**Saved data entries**

--- --- ---

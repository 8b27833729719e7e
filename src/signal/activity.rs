//! Cancel-after-inactivity timer.

use std::sync::atomic::{AtomicU64, Ordering};
use std::sync::Arc;
use std::time::Duration;

use tokio::sync::Notify;
use tokio::time::Instant;
use tokio_util::sync::CancellationToken;

use super::ActivityUpdater;

/// Stand-in deadline for timeouts too long to represent.
const FAR_FUTURE: Duration = Duration::from_secs(86_400 * 365 * 30);

/// Saturating conversion, so sub-millisecond timeouts keep their length.
fn nanos(duration: Duration) -> u64 {
    u64::try_from(duration.as_nanos()).unwrap_or(u64::MAX)
}

#[derive(Debug)]
struct Shared {
    origin: Instant,
    /// Nanoseconds since `origin` of the last recorded activity.
    last_activity_ns: AtomicU64,
    timeout_ns: AtomicU64,
    changed: Notify,
    token: CancellationToken,
}

impl Shared {
    fn now_ns(&self) -> u64 {
        nanos(self.origin.elapsed())
    }

    fn deadline(&self) -> Instant {
        let last = self.last_activity_ns.load(Ordering::Acquire);
        let timeout = self.timeout_ns.load(Ordering::Acquire);
        let offset = Duration::from_nanos(last.saturating_add(timeout));
        self.origin
            .checked_add(offset)
            .unwrap_or_else(|| Instant::now() + FAR_FUTURE)
    }
}

/// Cancels a token once no activity was recorded for the current timeout.
///
/// Clones share the same timer.
#[derive(Debug, Clone)]
pub struct ActivityTimer {
    shared: Arc<Shared>,
}

impl ActivityTimer {
    /// Start watching. A zero `timeout` cancels `token` right away.
    pub fn start(token: CancellationToken, timeout: Duration) -> Self {
        let shared = Arc::new(Shared {
            origin: Instant::now(),
            last_activity_ns: AtomicU64::new(0),
            timeout_ns: AtomicU64::new(nanos(timeout)),
            changed: Notify::new(),
            token,
        });

        if timeout.is_zero() {
            shared.token.cancel();
        } else {
            tokio::spawn(watch(shared.clone()));
        }

        Self { shared }
    }

    /// Record activity now.
    pub fn update(&self) {
        let now = self.shared.now_ns();
        self.shared.last_activity_ns.fetch_max(now, Ordering::AcqRel);
    }

    /// Replace the timeout.
    ///
    /// The quiet window restarts at the moment of the change, so time already
    /// spent idle under the previous timeout is not charged to the new one.
    /// Zero cancels immediately. No-op once the timer fired.
    pub fn set_timeout(&self, timeout: Duration) {
        if self.shared.token.is_cancelled() {
            return;
        }
        if timeout.is_zero() {
            self.shared.token.cancel();
            return;
        }

        self.shared
            .timeout_ns
            .store(nanos(timeout), Ordering::Release);
        self.update();
        self.shared.changed.notify_one();
    }

    pub fn timeout(&self) -> Duration {
        Duration::from_nanos(self.shared.timeout_ns.load(Ordering::Acquire))
    }

    /// Whether the token this timer guards has been cancelled, by it or anyone else.
    pub fn is_cancelled(&self) -> bool {
        self.shared.token.is_cancelled()
    }
}

impl ActivityUpdater for ActivityTimer {
    fn update(&self) {
        ActivityTimer::update(self);
    }
}

async fn watch(shared: Arc<Shared>) {
    loop {
        let deadline = shared.deadline();
        tokio::select! {
            _ = shared.token.cancelled() => return,
            _ = shared.changed.notified() => continue,
            _ = tokio::time::sleep_until(deadline) => {
                // Activity may have moved the deadline while we slept.
                if Instant::now() >= shared.deadline() {
                    tracing::debug!(
                        timeout_ms = shared.timeout_ns.load(Ordering::Acquire) / 1_000_000,
                        "Inactivity timeout reached, cancelling"
                    );
                    shared.token.cancel();
                    return;
                }
            }
        }
    }
}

--- --- ---

**Exercise description**
The lines to copy run from the first line of the entries to the line containing "const FAR_FUTURE: Duration"; copy them exactly and output nothing else.

**Output of the exercise**
repository 8b27833729719e7e
filename src/signal/activity.rs
//! Cancel-after-inactivity timer.

use std::sync::atomic::{AtomicU64, Ordering};
use std::sync::Arc;
use std::time::Duration;

use tokio::sync::Notify;
use tokio::time::Instant;
use tokio_util::sync::CancellationToken;

use super::ActivityUpdater;

/// Stand-in deadline for timeouts too long to represent.
const FAR_FUTURE: Duration = Duration::from_secs(86_400 * 365 * 30);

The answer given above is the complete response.